On Sat, 2010-07-17 at 16:26 -0400, Charles Wilson wrote:
> Overall, looks pretty good.  I haven't used the new cygport(1) to build
> *any* native cygwin packages yet, however; so I haven't tested how well
> the new toolchain.cygclass works building the native cygwin toolchain.

If TOOLCHAIN_TARGET="i686-pc-cygwin" then all toolchain.cygclass does is
provide a default src_compile().  The cross-compiling magic only kicks
in when $build != $host || $host != $target.

> I'll post more after I use the new tools to build the various non-core
> packages that exercise the cross.cygclass, such as linux-ncurses,
> mingw-bzip2, etc. I'll address issues with libtool/pkgconfig at that
> time, as well (short version: our version of pkgconfig claims to support
> sysroot via $PKG_CONFIG_SYSROOT_DIR, but newer versions have supposedly
> improved that support.  Also, there was one patch, and another promised,
> on libtool-patches addressing just this issue, in the last week).

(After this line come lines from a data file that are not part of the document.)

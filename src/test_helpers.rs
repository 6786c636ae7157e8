//! Shared test utilities for the tune-gal test suite.
//!
//! Two kinds of helpers: tree builders that lay files out under a
//! `tempfile::TempDir` for walker/pipeline tests, and in-memory asset
//! builders for assembler tests that never touch the filesystem.

use crate::classify;
use crate::walk::MediaAsset;
use chrono::{Local, TimeZone};
use std::path::{Path, PathBuf};

/// Create `rel` (and its parent directories) under `root` with a few
/// placeholder bytes. Returns the full path.
pub fn write_file(root: &Path, rel: &str) -> PathBuf {
    let path = root.join(rel);
    if let Some(parent) = path.parent() {
        std::fs::create_dir_all(parent)
            .unwrap_or_else(|e| panic!("cannot create {}: {e}", parent.display()));
    }
    std::fs::write(&path, b"data").unwrap_or_else(|e| panic!("cannot write {}: {e}", path.display()));
    path
}

/// An in-memory [`MediaAsset`] with a fixed timestamp, classified from
/// the path's extension. Panics on an unclassifiable extension so a typo
/// in a test fixture fails loudly.
pub fn media_asset(path: &Path, size: u64) -> MediaAsset {
    let kind = classify::classify(path);
    assert_ne!(
        kind,
        classify::MediaKind::Other,
        "test asset {} has no media extension",
        path.display()
    );
    MediaAsset {
        path: path.to_path_buf(),
        kind,
        size,
        created: Local.with_ymd_and_hms(2024, 1, 2, 3, 4, 5).unwrap(),
    }
}
//! Display formatting for asset metadata: sizes, timestamps, hrefs.
//!
//! Pure helpers shared by the assembler. All three outputs end up inside
//! the rendered document — sizes and timestamps as visible text and
//! tooltips, hrefs as percent-encoded link targets.

use chrono::{DateTime, Local};
use percent_encoding::{AsciiSet, NON_ALPHANUMERIC, utf8_percent_encode};
use std::path::Path;

/// Binary size thresholds, largest first. The byte unit carries its
/// singular/plural suffixes separately.
const UNITS: &[(u64, &str)] = &[
    (1 << 50, "P"),
    (1 << 40, "T"),
    (1 << 30, "G"),
    (1 << 20, "M"),
    (1 << 10, "K"),
];

/// Human-readable file size with binary prefixes.
///
/// Picks the largest unit whose threshold the size meets and divides
/// without rounding. Sub-kilobyte sizes spell out `byte`/`bytes`:
///
/// ```
/// use tune_gal::format::pretty_size;
/// assert_eq!(pretty_size(1), "1 byte");
/// assert_eq!(pretty_size(1023), "1023 bytes");
/// assert_eq!(pretty_size(1024), "1K");
/// ```
pub fn pretty_size(bytes: u64) -> String {
    for &(factor, suffix) in UNITS {
        if bytes >= factor {
            return format!("{}{}", bytes / factor, suffix);
        }
    }
    if bytes == 1 {
        "1 byte".to_string()
    } else {
        format!("{bytes} bytes")
    }
}

/// Creation timestamp as shown in tooltips.
pub fn format_created(created: &DateTime<Local>) -> String {
    created.format("%Y-%m-%d %H:%M:%S").to_string()
}

/// Characters escaped in hrefs: everything but unreserved characters and
/// the path separator, so encoded links stay readable directory paths.
const HREF_SET: &AsciiSet = &NON_ALPHANUMERIC
    .remove(b'/')
    .remove(b'-')
    .remove(b'.')
    .remove(b'_')
    .remove(b'~');

/// Percent-encode a root-relative path for use as a link target.
///
/// Separators are preserved; spaces and non-ASCII become `%XX` escapes.
pub fn encode_href(relative: &Path) -> String {
    let joined = relative
        .components()
        .map(|c| c.as_os_str().to_string_lossy())
        .collect::<Vec<_>>()
        .join("/");
    utf8_percent_encode(&joined, HREF_SET).to_string()
}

Where is that discussion?  Fixing libtool is imperative to using the
sysroot the way I'm proposing; otherwise we'll be forced to actually
prepend $sysroot to $prefix.

> 1. As discussed previously, I disagree that all the mingw* toolchains
>    should use --prefix=/mingw; I think the mingw64 ones should use
>    different prefixes, since the mingw64 folks recommend "do not
>    install our stuff into C:\MinGW".  However, AFAIK they have not
>    made any official recommendation wrt cross environments and
>    sysroots.  Fortunately, this is an easy change.  For example:

/mingw is hard-coded in GCC as the default prefix for all mingw*
targets.  That means ($sysroot)/mingw/include and ($sysroot)/mingw/lib
are on the default search paths.  Using another prefix will force
everyone to use -I and -L flags where they otherwise wouldn't be
necessary.

The opinions I heard on #mingw-w64 was that /mingw was a necessary evil.
IWO they don't "like" it, but it's hard to avoid.

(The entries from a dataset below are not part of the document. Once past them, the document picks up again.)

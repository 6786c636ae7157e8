//! Media-kind classification by file extension.
//!
//! The walker hands every directory-listing entry through [`classify`] to
//! sort it into one of the gallery's media kinds. Classification is purely
//! name-based: extension tables, compared case-insensitively. Files are
//! never opened or sniffed.
//!
//! AppleDouble companion files (`._name`) are excluded before
//! classification regardless of extension — see [`is_hidden_marker`].

use std::path::Path;

/// Audio extensions that form album tracks.
pub const AUDIO_EXTENSIONS: &[&str] = &["mp3", "webm", "ogg", "wav", "flac", "m4a", "aac"];

/// Image extensions considered as cover-art candidates.
pub const IMAGE_EXTENSIONS: &[&str] = &["jpg", "jpeg", "png", "webp", "gif"];

/// Video extensions rendered as standalone tiles when enabled.
pub const VIDEO_EXTENSIONS: &[&str] = &["mp4", "mkv", "3gp", "mov", "ogv", "mpg", "mpeg"];

/// Filename prefix marking AppleDouble metadata companions.
const HIDDEN_MARKER: &str = "._";

/// What a file is to the gallery.
#[derive(Debug, Clone, Copy, PartialEq, Eq)]
pub enum MediaKind {
    Audio,
    Image,
    Video,
    Other,
}

/// Classify a path by its extension, case-insensitively.
///
/// Paths with no extension, and extensions outside the three tables,
/// classify as [`MediaKind::Other`].
pub fn classify(path: &Path) -> MediaKind {
    let ext = match path.extension() {
        Some(e) => e.to_string_lossy().to_lowercase(),
        None => return MediaKind::Other,
    };
    if AUDIO_EXTENSIONS.contains(&ext.as_str()) {
        MediaKind::Audio
    } else if IMAGE_EXTENSIONS.contains(&ext.as_str()) {
        MediaKind::Image
    } else if VIDEO_EXTENSIONS.contains(&ext.as_str()) {
        MediaKind::Video
    } else {
        MediaKind::Other
    }
}

/// True for `._`-prefixed filenames, which are dropped unconditionally
/// before classification.
pub fn is_hidden_marker(file_name: &str) -> bool {
    file_name.starts_with(HIDDEN_MARKER)
}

FWIW the Fedora mingw64 packages also use $sysroot/mingw.

> 2. Furthermore, I think it is pretty likely that, for a linux $target,
>    users of a cross toolchain might want to compile for a $prefix
>    other than /usr (obviously the compiler's own core libs like glibc
>    should be in $sysroot/usr, to match the likely location of glibc on
>    the target).  But, for other packages (say, I want to cross-compile
>    my own version of linux-firefox or something)...maybe I don't have
>    root on the linux box and can't install in /usr (or maybe I'm using
>    canadian-cross.cygclass to build, on cygwin, a linux-hosted cygwin-
>    target cross compiler, and I don't want to install that in /usr on
>    the linux machine).  So, I think the ability to override $prefix is
>    necessary at least for the linux toolchain -- and, as I've mentioned
>    before, it is currently useful for the gcc-tool-* packages.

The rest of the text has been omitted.